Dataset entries
<<<<
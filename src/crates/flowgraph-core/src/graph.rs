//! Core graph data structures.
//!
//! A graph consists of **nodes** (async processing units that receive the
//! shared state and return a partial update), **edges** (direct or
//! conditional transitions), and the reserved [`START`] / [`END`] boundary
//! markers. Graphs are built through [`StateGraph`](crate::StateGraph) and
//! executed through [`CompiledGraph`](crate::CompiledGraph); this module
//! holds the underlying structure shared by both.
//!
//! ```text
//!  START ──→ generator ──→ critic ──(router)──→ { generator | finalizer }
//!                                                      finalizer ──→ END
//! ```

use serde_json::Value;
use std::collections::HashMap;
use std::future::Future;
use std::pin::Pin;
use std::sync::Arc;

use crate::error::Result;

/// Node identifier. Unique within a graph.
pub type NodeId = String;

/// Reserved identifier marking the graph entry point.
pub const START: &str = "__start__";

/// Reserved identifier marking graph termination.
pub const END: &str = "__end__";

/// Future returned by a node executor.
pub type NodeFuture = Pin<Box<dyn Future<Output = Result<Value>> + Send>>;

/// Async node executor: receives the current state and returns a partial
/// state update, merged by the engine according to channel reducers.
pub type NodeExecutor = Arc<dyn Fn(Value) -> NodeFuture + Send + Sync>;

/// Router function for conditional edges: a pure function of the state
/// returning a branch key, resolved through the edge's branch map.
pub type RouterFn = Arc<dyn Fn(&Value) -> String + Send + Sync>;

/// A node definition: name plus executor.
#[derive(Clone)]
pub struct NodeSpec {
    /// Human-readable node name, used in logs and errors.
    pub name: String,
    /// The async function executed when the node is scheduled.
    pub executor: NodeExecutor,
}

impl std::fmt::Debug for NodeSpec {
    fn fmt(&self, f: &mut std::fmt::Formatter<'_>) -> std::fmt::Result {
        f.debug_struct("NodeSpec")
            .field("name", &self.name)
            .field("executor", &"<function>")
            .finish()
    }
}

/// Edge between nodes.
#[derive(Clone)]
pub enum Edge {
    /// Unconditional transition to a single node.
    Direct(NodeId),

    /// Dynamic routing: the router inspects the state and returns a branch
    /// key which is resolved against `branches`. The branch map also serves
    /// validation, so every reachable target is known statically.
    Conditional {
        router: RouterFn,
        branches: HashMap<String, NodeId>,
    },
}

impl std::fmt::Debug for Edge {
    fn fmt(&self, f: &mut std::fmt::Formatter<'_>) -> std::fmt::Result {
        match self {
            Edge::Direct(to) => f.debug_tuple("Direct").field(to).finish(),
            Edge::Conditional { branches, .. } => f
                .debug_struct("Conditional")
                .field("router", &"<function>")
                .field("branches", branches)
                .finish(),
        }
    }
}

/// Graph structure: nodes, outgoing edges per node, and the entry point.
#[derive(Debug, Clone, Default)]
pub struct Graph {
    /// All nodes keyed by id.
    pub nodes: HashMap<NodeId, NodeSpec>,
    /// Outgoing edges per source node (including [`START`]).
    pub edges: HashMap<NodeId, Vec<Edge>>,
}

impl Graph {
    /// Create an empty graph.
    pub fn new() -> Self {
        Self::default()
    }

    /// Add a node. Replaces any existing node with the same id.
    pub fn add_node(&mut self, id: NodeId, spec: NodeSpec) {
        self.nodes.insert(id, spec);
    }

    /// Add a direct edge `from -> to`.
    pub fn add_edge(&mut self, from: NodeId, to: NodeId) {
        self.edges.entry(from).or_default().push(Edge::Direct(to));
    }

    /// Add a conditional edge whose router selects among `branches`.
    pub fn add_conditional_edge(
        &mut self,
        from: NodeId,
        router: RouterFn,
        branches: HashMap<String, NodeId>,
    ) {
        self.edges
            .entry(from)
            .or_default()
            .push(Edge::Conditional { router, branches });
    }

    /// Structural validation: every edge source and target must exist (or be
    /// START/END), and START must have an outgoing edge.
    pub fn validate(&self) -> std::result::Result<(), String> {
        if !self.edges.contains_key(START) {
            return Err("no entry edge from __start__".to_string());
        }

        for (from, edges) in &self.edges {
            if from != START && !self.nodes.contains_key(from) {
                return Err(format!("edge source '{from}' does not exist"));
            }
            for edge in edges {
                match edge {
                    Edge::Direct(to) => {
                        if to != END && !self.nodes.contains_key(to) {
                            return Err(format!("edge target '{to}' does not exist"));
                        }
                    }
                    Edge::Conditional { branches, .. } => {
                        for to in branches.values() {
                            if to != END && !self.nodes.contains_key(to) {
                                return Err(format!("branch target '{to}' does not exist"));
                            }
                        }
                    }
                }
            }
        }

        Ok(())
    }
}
>>>>
Work item
Only the number is wanted here. How many lines in the entries contain "point"?

Solution
2